正確に言うと【このギルドに顔を出すのが難しくなる】だけどな。
ギルド自体が依頼受注拒否はしないからね」
僕はため息をついて「仕方ないな」と彼女に向き直り答えた。
「別に他の冒険者達がどうとか正直どうでもいいのだけど、ここのやり方があるなら話くらいは聞く事にするよ。
だけど僕は君の名前さえ知らない状態で君が何を考えているか分からないんだ。
まずは、それから説明をするのが筋ではないかな?
但し、こんな公の場で僕達に不利益になる不確かな情報を発言すればそれなりのペナルティーをおって貰うからそのつもりでお願いするよ」
「わかりました。自己紹介が遅くなりすみません。
私の名前は『エスカート』と言います。
職業は治癒士です。決闘の方法はリボルテギルド特有の『酒豪決闘』でお願いします」
「「「おおっ!!久しぶりだぜ!!」」」
周囲の冒険者達から歓声が上がる。
そしてエスカートが続けた言葉に一同騒然となる。
「それで賭ける対象ですけど、私が勝った時には私をあなたの弟子にして下さい!」
その言葉を聞いた僕は頭の上にクエスチョンマークが飛び交っていた。
「は?治癒士の君が薬師の僕に弟子入りしたいとか理屈がわからないな」
僕の疑問には答えずにエスカートは続けて超特大の爆弾発言をした。
「そして、私が負けたら・・・下働きでも何でもしますから私と結婚してください!!」
「「「「「はあっ!?」」」」」
今度は僕だけでなく、周りの冒険者達も声を上げていた。
「いや、待ってくれ。
全く意味がわからないし、いきなり結婚とか言われてもこっちが困るよ」
「オルト君?どういう事か説明して貰えるかな?」
後ろからシミリの冷たい視線が刺さりまくっていた僕は逃げ道を探したが、結局エスカートに説明を求めるしかなかった。
「すみません。私、思い詰めると考えがエスカレートしてしまって短絡的に行動してしまう事があるんです。

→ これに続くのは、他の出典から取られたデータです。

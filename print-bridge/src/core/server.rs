//! HTTP server startup and shutdown

use std::future::Future;

use tokio::net::TcpListener;

use crate::api;
use crate::core::{BridgeState, Config};

pub struct Server {
    config: Config,
    state: Option<BridgeState>,
}

impl Server {
    pub fn new(config: Config) -> Self {
        Self {
            config,
            state: None,
        }
    }

    /// Create server with existing state
    pub fn with_state(config: Config, state: BridgeState) -> Self {
        Self {
            config,
            state: Some(state),
        }
    }

    /// Bind `0.0.0.0:HTTP_PORT` and serve until ctrl-c
    pub async fn run(&self) -> anyhow::Result<()> {
        let state = match &self.state {
            Some(s) => s.clone(),
            None => BridgeState::initialize(&self.config)?,
        };

        let addr = std::net::SocketAddr::from(([0, 0, 0, 0], self.config.http_port));
        let listener = TcpListener::bind(addr).await?;
        tracing::info!("print-bridge listening on {addr} (env: {})", self.config.environment);

        serve(listener, state, async {
            let _ = tokio::signal::ctrl_c().await;
            tracing::info!("Shutting down...");
        })
        .await
    }
}

/// Serve the bridge on an already bound listener until `signal` resolves
///
/// Device channels are closed as soon as the signal fires so that open
/// WebSocket sessions do not hold up the graceful shutdown.
pub async fn serve<S>(listener: TcpListener, state: BridgeState, signal: S) -> anyhow::Result<()>
where
    S: Future<Output = ()> + Send + 'static,
{
    let tasks = state.start_background_tasks();
    let app = api::build_router(state.clone());

    let on_signal = state.clone();
    axum::serve(listener, app)
        .with_graceful_shutdown(async move {
            signal.await;
            on_signal.shutdown();
        })
        .await?;

    state.shutdown();
    tasks.shutdown().await;
    Ok(())
}
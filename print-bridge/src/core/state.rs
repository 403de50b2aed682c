//! Bridge state shared by every request handler

use std::sync::Arc;
use std::time::Duration;

use anyhow::Context;

use crate::connection::ConnectionManager;
use crate::core::Config;
use crate::core::tasks::{BackgroundTasks, TaskKind};
use crate::dispatch::DispatchRouter;
use crate::recorder::LogRecorder;
use crate::registry::DeviceRegistry;
use crate::storage::BridgeStorage;

/// Upper bound on how often finished jobs are pruned
const MAX_PRUNE_PERIOD: Duration = Duration::from_secs(60);

/// Cheap to clone; every component sits behind an `Arc`
#[derive(Clone)]
pub struct BridgeState {
    pub config: Arc<Config>,
    pub storage: BridgeStorage,
    pub registry: Arc<DeviceRegistry>,
    pub connections: Arc<ConnectionManager>,
    pub router: DispatchRouter,
    pub recorder: Arc<LogRecorder>,
}

impl BridgeState {
    /// Open the database under the work dir and wire up the components
    pub fn initialize(config: &Config) -> anyhow::Result<Self> {
        std::fs::create_dir_all(&config.work_dir)
            .with_context(|| format!("Failed to create work dir {}", config.work_dir))?;
        let db_path = config.db_path();
        let storage = BridgeStorage::open(&db_path)
            .with_context(|| format!("Failed to open database at {}", db_path.display()))?;
        tracing::info!(path = %db_path.display(), "Database opened");
        Ok(Self::with_storage(config, storage))
    }

    pub fn with_storage(config: &Config, storage: BridgeStorage) -> Self {
        let registry = Arc::new(DeviceRegistry::new(storage.clone()));
        let connections = Arc::new(ConnectionManager::new(
            registry.clone(),
            config.ack_timeout(),
            config.heartbeat_interval(),
        ));
        let recorder = Arc::new(LogRecorder::new(
            storage.clone(),
            config.log_persist_retries,
        ));
        let router = DispatchRouter::new(registry.clone(), connections.clone(), recorder.clone());

        Self {
            config: Arc::new(config.clone()),
            storage,
            registry,
            connections,
            router,
            recorder,
        }
    }

    /// Spawn the heartbeat reaper and the finished-job pruner
    pub fn start_background_tasks(&self) -> BackgroundTasks {
        let mut tasks = BackgroundTasks::new();

        let connections = self.connections.clone();
        let token = tasks.shutdown_token();
        tasks.spawn("heartbeat_reaper", TaskKind::Periodic, async move {
            connections.run_reaper(token).await;
        });

        let router = self.router.clone();
        let retention = self.config.job_retention();
        let token = tasks.shutdown_token();
        tasks.spawn("job_pruner", TaskKind::Periodic, async move {
            let period = retention.clamp(Duration::from_secs(1), MAX_PRUNE_PERIOD);
            let mut interval = tokio::time::interval(period);
            loop {
                tokio::select! {
                    _ = token.cancelled() => break,
                    _ = interval.tick() => {
                        router.prune_finished(retention);
                    }
                }
            }
        });

        tasks.log_summary();
        tasks
    }

    /// Stop dispatching and close every device channel
    pub fn shutdown(&self) {
        self.router.shutdown();
        self.connections.close_all();
    }
}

だって、こんなにも綺麗で心地の良い魔力の持ち主に出会った事は今まで無かったんですもの!」
(そう言えば魔力濃度が分かるスキルがあると話していたな。
かなりの希少スキルだとは思うけど特殊すぎて周りの認知度があまりないのかもしれないな)
「話はなんとなく理解したよ。
でも、悪いんだけど僕にはすでにシミリという妻がいるし、今の生活に他人を入れるつもりはないよ。
特に畑違いの弟子なんかとるつもりは全く無いから」
少し強めの言葉てハッキリと拒絶した僕にエスカートは目に強い意思を秘めて答えた。
「分かっています。ですから決闘して欲しいのです」
「いや、だから僕の都合は・・・」
今一つ煮え切らない僕にエスカートが言葉の追い討ちをかけてきた。
「わかりました。では、私が負けたらあなたの奴隷にしてください!」
「いやいやいや!待ってくれ、話が飛躍しすぎだ!」
どう話を矯正しても絶対に諦めないエスカートだった。
「わかったよ、決闘は受けよう。
但し、条件は僕が決める。君が勝ったら君の疑問に答えてあげよう。
僕が勝ったら僕の事は諦めて必要以上の過干渉はしない事。いいね?」
「うー。わかりました。でも、ひとつだけお願いがあります」
「何?」
「酒豪決闘では回復薬や回復魔法を使わないでください。絶対に不公平になりますから」
この娘こ、前に酒豪対決したことがあるのか?それとも他の人が対決していたのを見ていたからなのか?
(マズイな。前世の僕はともかく今の僕はあまりお酒を飲んだ事が無い。
正直どれだけ飲めるか見当がつかないんだよな。
まあ仕方ないか、もし負けても情報提供程度でなんとかなるだろう)
「了解した。お互いが審判をして不正をしたら敗けにする」
「良し!お互いの了承があったな!さあ宴の始まりだ!!マスター酒だ!酒を持ってこい!」
横で話を聞いていた冒険者の一人が勝手に開始の合図をぶちまけた。
(今からやるんかい!)
ーーー僕の心の叫びを他所に予期せぬ酒豪決闘が開始のはこびとなった。